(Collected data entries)
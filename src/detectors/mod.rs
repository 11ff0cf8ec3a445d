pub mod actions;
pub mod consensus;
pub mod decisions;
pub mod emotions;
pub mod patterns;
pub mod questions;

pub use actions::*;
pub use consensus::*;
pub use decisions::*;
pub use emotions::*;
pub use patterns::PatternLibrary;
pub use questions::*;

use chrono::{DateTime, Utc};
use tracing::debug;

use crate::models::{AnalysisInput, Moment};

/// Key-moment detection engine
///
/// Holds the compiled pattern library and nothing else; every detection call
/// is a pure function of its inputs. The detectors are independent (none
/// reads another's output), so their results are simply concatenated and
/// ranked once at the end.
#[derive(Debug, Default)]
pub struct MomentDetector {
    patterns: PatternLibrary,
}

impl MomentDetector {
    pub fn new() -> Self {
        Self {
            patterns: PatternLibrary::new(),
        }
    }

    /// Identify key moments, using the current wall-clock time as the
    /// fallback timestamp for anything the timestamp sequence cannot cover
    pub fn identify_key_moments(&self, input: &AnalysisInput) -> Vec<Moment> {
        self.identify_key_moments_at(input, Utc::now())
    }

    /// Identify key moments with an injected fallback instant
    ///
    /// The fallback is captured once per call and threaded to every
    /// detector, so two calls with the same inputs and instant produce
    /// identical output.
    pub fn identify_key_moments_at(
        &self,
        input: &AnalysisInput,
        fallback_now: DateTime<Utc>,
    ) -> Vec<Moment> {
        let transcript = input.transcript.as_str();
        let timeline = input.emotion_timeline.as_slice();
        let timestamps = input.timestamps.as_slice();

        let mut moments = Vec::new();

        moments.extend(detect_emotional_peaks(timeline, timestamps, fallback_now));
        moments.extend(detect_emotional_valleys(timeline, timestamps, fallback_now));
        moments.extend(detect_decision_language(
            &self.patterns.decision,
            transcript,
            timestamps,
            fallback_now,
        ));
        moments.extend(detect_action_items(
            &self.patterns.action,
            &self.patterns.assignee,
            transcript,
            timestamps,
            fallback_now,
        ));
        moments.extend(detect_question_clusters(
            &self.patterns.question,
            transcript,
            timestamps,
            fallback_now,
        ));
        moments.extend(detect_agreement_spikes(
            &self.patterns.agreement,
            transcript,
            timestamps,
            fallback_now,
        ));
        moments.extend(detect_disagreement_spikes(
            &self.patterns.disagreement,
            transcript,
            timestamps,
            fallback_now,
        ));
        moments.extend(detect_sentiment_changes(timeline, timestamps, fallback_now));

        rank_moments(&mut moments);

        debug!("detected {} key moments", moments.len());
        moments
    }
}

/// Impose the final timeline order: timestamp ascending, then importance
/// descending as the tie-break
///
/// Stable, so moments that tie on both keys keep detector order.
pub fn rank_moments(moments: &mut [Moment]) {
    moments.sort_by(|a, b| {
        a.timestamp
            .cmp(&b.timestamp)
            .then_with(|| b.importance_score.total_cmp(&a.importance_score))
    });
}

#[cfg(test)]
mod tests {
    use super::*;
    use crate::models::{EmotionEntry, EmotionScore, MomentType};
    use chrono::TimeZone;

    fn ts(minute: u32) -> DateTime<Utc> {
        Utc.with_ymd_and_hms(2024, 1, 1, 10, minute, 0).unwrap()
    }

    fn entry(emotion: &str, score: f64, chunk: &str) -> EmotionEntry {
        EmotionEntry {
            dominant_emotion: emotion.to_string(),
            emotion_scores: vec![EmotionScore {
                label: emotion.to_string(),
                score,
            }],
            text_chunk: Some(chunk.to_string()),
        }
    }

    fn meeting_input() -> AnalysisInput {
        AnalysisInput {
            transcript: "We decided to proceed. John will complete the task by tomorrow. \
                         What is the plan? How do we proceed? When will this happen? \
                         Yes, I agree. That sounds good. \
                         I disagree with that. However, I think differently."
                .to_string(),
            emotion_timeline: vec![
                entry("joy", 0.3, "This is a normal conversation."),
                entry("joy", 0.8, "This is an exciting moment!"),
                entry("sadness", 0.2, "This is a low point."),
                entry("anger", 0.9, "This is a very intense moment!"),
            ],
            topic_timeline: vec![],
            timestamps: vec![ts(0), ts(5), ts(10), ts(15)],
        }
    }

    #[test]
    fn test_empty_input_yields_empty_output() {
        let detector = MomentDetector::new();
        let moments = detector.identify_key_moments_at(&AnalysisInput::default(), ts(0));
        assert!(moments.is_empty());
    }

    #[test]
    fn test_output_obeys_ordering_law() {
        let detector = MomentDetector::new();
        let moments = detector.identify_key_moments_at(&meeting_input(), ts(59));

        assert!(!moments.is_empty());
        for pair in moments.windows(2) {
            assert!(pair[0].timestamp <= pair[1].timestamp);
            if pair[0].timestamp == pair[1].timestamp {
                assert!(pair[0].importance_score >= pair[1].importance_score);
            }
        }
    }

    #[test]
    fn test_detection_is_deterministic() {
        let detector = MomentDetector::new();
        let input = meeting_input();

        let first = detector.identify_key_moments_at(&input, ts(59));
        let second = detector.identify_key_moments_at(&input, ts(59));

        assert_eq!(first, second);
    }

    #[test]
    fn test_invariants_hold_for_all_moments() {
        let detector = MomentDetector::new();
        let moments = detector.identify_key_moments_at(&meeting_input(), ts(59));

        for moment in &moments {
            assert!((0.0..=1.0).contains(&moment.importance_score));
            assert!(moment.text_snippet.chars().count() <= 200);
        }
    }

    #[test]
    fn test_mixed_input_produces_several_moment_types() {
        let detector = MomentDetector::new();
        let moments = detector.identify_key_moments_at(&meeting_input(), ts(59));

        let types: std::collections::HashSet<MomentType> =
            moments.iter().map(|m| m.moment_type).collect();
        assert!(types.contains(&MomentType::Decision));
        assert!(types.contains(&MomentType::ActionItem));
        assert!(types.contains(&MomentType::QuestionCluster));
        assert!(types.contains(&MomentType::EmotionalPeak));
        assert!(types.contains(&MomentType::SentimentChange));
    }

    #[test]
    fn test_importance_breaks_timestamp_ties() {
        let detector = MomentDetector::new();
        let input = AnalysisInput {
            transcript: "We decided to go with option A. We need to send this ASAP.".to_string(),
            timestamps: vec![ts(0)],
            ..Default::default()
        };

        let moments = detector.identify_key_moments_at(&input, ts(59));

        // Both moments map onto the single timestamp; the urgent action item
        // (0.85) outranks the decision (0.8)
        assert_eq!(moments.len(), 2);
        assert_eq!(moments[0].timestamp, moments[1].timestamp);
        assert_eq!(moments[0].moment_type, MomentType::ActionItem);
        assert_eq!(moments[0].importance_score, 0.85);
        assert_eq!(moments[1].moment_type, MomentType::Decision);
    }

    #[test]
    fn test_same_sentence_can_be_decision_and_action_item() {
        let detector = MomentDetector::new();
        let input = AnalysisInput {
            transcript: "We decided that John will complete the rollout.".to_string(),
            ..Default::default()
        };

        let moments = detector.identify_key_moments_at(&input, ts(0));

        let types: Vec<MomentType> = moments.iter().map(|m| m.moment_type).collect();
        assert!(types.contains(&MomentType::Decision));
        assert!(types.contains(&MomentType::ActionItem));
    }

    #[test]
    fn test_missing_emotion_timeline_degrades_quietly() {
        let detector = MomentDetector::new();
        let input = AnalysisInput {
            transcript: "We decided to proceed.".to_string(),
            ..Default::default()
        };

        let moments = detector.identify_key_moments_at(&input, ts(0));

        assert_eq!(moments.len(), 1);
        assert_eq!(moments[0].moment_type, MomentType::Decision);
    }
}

WORK INSTRUCTIONS
Determine the number of lines above that include the word "chrono"; the reply is that number only.

RESULT OF THIS TASK
2